Various novel applications have already been developed as an emergency response to COVID-19, ranging from AI software that detects signs of pneumonia from lung CT scans to applications that aim to measure, model and decrease the spread of the disease by collecting information on symptoms and using smartphone wireless signals to crowd-map positive cases15. One such project, called ‘CoEpi’, attempts to bridge the gap between governmental public-health actions and individual attention to hygiene by using modern smartphone technology and cloud computing to empower people to anonymously track their own contacts and inform themselves about increased infection risks (https://www.coepi.org/). More recently, Harvard Medical School and Boston Children’s Hospital collaborated on such a project in the USA, called ‘COVID Near You’.
Beyond the use of crowdsourcing in emergency response and preparedness, healthcare professionals are also setting up crowdsourcing initiatives to understand the disease spectrum, risk factors and presentations and to optimize treatment strategies. Physicians across various specialties, ranging from hepatology to rheumatology and including oncology, have jumpstarted such crowdsourcing projects to serve their patient communities (Table 1).

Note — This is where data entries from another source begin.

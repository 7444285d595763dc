// src/quote.rs
use crate::error::AppError;
use crate::models::Quote;
use async_trait::async_trait;
use log::{debug, warn};
use reqwest::Client;
use rust_decimal::Decimal;
use serde::Deserialize;
use std::collections::{HashMap, HashSet};
use std::str::FromStr;
use std::sync::atomic::{AtomicUsize, Ordering};
use std::sync::RwLock;
use std::time::Duration;

const ALPHA_VANTAGE_URL: &str = "https://www.alphavantage.co/query";

/// Point-in-time price lookup.
///
/// `Ok(None)` means the symbol does not exist. `Err(QuoteUnavailable)` means
/// the upstream could not answer right now; callers may retry.
#[async_trait]
pub trait QuoteProvider: Send + Sync {
    async fn lookup(&self, symbol: &str) -> Result<Option<Quote>, AppError>;
}

#[derive(Deserialize, Default)]
struct GlobalQuote {
    #[serde(rename = "01. symbol")]
    symbol: Option<String>,
    #[serde(rename = "05. price")]
    price: Option<String>,
}

#[derive(Deserialize)]
struct GlobalQuoteResponse {
    #[serde(rename = "Global Quote")]
    quote: Option<GlobalQuote>,
    #[serde(rename = "Error Message")]
    error_message: Option<String>,
    #[serde(rename = "Note")]
    note: Option<String>,
    #[serde(rename = "Information")]
    information: Option<String>,
}

#[derive(Deserialize)]
struct SymbolSearchResponse {
    #[serde(rename = "bestMatches", default)]
    best_matches: Vec<SymbolMatch>,
}

#[derive(Deserialize)]
struct SymbolMatch {
    #[serde(rename = "1. symbol")]
    symbol: String,
    #[serde(rename = "2. name")]
    name: String,
}

pub struct AlphaVantage {
    client: Client,
    api_key: String,
    base_url: String,
}

impl AlphaVantage {
    pub fn new(api_key: String) -> Self {
        let client = Client::builder()
            .timeout(Duration::from_secs(10))
            .build()
            .unwrap_or_else(|_| Client::new());
        Self {
            client,
            api_key,
            base_url: ALPHA_VANTAGE_URL.to_string(),
        }
    }

    async fn fetch(&self, symbol: &str, params: &[(&str, &str)]) -> Result<String, AppError> {
        let mut all_params = params.to_vec();
        all_params.push(("apikey", self.api_key.as_str()));
        let url = reqwest::Url::parse_with_params(&self.base_url, &all_params)
            .map_err(|e| AppError::quote_unavailable(symbol, e.to_string()))?;
        debug!(
            "Alpha Vantage request: {}",
            url.as_str().replace(self.api_key.as_str(), "***")
        );

        let response = self
            .client
            .get(url)
            .send()
            .await
            .map_err(|e| AppError::quote_unavailable(symbol, e.to_string()))?;
        if !response.status().is_success() {
            return Err(AppError::quote_unavailable(
                symbol,
                format!("HTTP {}", response.status()),
            ));
        }
        response
            .text()
            .await
            .map_err(|e| AppError::quote_unavailable(symbol, e.to_string()))
    }

    async fn company_name(&self, symbol: &str) -> Option<String> {
        let body = match self
            .fetch(symbol, &[("function", "SYMBOL_SEARCH"), ("keywords", symbol)])
            .await
        {
            Ok(body) => body,
            Err(e) => {
                warn!("Name lookup for {} failed: {}", symbol, e);
                return None;
            }
        };
        parse_company_name(symbol, &body)
    }
}

#[async_trait]
impl QuoteProvider for AlphaVantage {
    async fn lookup(&self, symbol: &str) -> Result<Option<Quote>, AppError> {
        let body = self
            .fetch(symbol, &[("function", "GLOBAL_QUOTE"), ("symbol", symbol)])
            .await?;
        let (symbol, price) = match parse_global_quote(symbol, &body)? {
            Some(found) => found,
            None => return Ok(None),
        };
        let name = self
            .company_name(&symbol)
            .await
            .unwrap_or_else(|| symbol.clone());
        Ok(Some(Quote {
            symbol,
            name,
            price,
        }))
    }
}

fn parse_global_quote(symbol: &str, body: &str) -> Result<Option<(String, Decimal)>, AppError> {
    let response: GlobalQuoteResponse = serde_json::from_str(body)
        .map_err(|e| AppError::quote_unavailable(symbol, format!("bad payload: {}", e)))?;

    if response.error_message.is_some() {
        return Ok(None);
    }
    if let Some(msg) = response.note.or(response.information) {
        return Err(AppError::quote_unavailable(symbol, msg));
    }

    let quote = response.quote.unwrap_or_default();
    let (found, price) = match (quote.symbol, quote.price) {
        (Some(found), Some(price)) => (found, price),
        _ => return Ok(None),
    };
    match Decimal::from_str(price.trim()) {
        Ok(price) if price > Decimal::ZERO => Ok(Some((found.to_ascii_uppercase(), price))),
        _ => Err(AppError::quote_unavailable(
            symbol,
            format!("unusable price {:?}", price),
        )),
    }
}

fn parse_company_name(symbol: &str, body: &str) -> Option<String> {
    let response: SymbolSearchResponse = serde_json::from_str(body).ok()?;
    response
        .best_matches
        .into_iter()
        .find(|m| m.symbol.eq_ignore_ascii_case(symbol))
        .map(|m| m.name)
}

/// In-process quote table. Used by tests and offline runs.
#[derive(Default)]
pub struct StaticQuotes {
    quotes: RwLock<HashMap<String, Quote>>,
    failing: RwLock<HashSet<String>>,
    lookups: AtomicUsize,
}

impl StaticQuotes {
    pub fn new() -> Self {
        Self::default()
    }

    pub fn with_quote(self, symbol: &str, name: &str, price: Decimal) -> Self {
        self.quotes
            .write()
            .unwrap_or_else(|e| e.into_inner())
            .insert(
                symbol.to_string(),
                Quote {
                    symbol: symbol.to_string(),
                    name: name.to_string(),
                    price,
                },
            );
        self
    }

    pub fn set_price(&self, symbol: &str, price: Decimal) {
        self.quotes
            .write()
            .unwrap_or_else(|e| e.into_inner())
            .entry(symbol.to_string())
            .and_modify(|q| q.price = price)
            .or_insert_with(|| Quote {
                symbol: symbol.to_string(),
                name: symbol.to_string(),
                price,
            });
    }

    pub fn remove(&self, symbol: &str) {
        self.quotes
            .write()
            .unwrap_or_else(|e| e.into_inner())
            .remove(symbol);
    }

    /// Make lookups of `symbol` fail as if the upstream were down.
    pub fn fail(&self, symbol: &str) {
        self.failing
            .write()
            .unwrap_or_else(|e| e.into_inner())
            .insert(symbol.to_string());
    }

    pub fn lookups(&self) -> usize {
        self.lookups.load(Ordering::SeqCst)
    }
}

#[async_trait]
impl QuoteProvider for StaticQuotes {
    async fn lookup(&self, symbol: &str) -> Result<Option<Quote>, AppError> {
        self.lookups.fetch_add(1, Ordering::SeqCst);
        if self
            .failing
            .read()
            .unwrap_or_else(|e| e.into_inner())
            .contains(symbol)
        {
            return Err(AppError::quote_unavailable(symbol, "upstream down"));
        }
        Ok(self
            .quotes
            .read()
            .unwrap_or_else(|e| e.into_inner())
            .get(symbol)
            .cloned())
    }
}

#[cfg(test)]
mod tests {
    use super::*;
    use rust_decimal_macros::dec;

    #[test]
    fn global_quote_with_price_is_found() {
        let body = r#"{
            "Global Quote": {
                "01. symbol": "IBM",
                "02. open": "183.2000",
                "05. price": "185.6400",
                "07. latest trading day": "2024-03-01"
            }
        }"#;
        let (symbol, price) = parse_global_quote("IBM", body).unwrap().unwrap();
        assert_eq!(symbol, "IBM");
        assert_eq!(price, dec!(185.6400));
    }

    #[test]
    fn empty_global_quote_means_not_found() {
        assert!(parse_global_quote("ZZZZ", r#"{"Global Quote": {}}"#)
            .unwrap()
            .is_none());
        let body = r#"{"Error Message": "Invalid API call. Please retry or visit the documentation"}"#;
        assert!(parse_global_quote("ZZZZ", body).unwrap().is_none());
    }

    #[test]
    fn rate_limit_note_is_unavailable() {
        let body = r#"{"Note": "Thank you for using Alpha Vantage! Our standard API call frequency is 5 calls per minute"}"#;
        let err = parse_global_quote("IBM", body).unwrap_err();
        assert!(matches!(err, AppError::QuoteUnavailable { .. }));
    }

    #[test]
    fn non_positive_or_garbled_price_is_unavailable() {
        for price in ["0.0000", "-1", "n/a"] {
            let body = format!(
                r#"{{"Global Quote": {{"01. symbol": "IBM", "05. price": "{}"}}}}"#,
                price
            );
            assert!(matches!(
                parse_global_quote("IBM", &body),
                Err(AppError::QuoteUnavailable { .. })
            ));
        }
    }

    #[test]
    fn company_name_comes_from_exact_match() {
        let body = r#"{"bestMatches": [
            {"1. symbol": "IBMN", "2. name": "iShares iBonds"},
            {"1. symbol": "IBM", "2. name": "International Business Machines Corp"}
        ]}"#;
        assert_eq!(
            parse_company_name("IBM", body).as_deref(),
            Some("International Business Machines Corp")
        );
        assert_eq!(parse_company_name("XYZ", body), None);
    }

    #[tokio::test]
    async fn static_quotes_track_lookups_and_failures() {
        let quotes = StaticQuotes::new().with_quote("ACME", "Acme Corp", dec!(12.50));
        assert_eq!(
            quotes.lookup("ACME").await.unwrap().unwrap().price,
            dec!(12.50)
        );
        assert!(quotes.lookup("NOPE").await.unwrap().is_none());
        quotes.fail("ACME");
        assert!(quotes.lookup("ACME").await.is_err());
        assert_eq!(quotes.lookups(), 3);
    }
}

Crowdsourcing in COVID-19 and cancer
There remains a great deal of uncertainty about COVID-19 and its effects on people, especially the comorbid and the immunocompromised. Patients with cancer form a unique subset of people who are often both elderly and immunocompromised, may have substantial comorbidities and may be receiving treatment that frequently worsens immunosuppression and the risk of concomitant infections. Given the prevalence of cancer worldwide and the high transmissibility of COVID-19, there is a pressing need to understand the effects of this new infection and its associated and potentially serious outcomes specifically for patients with cancer.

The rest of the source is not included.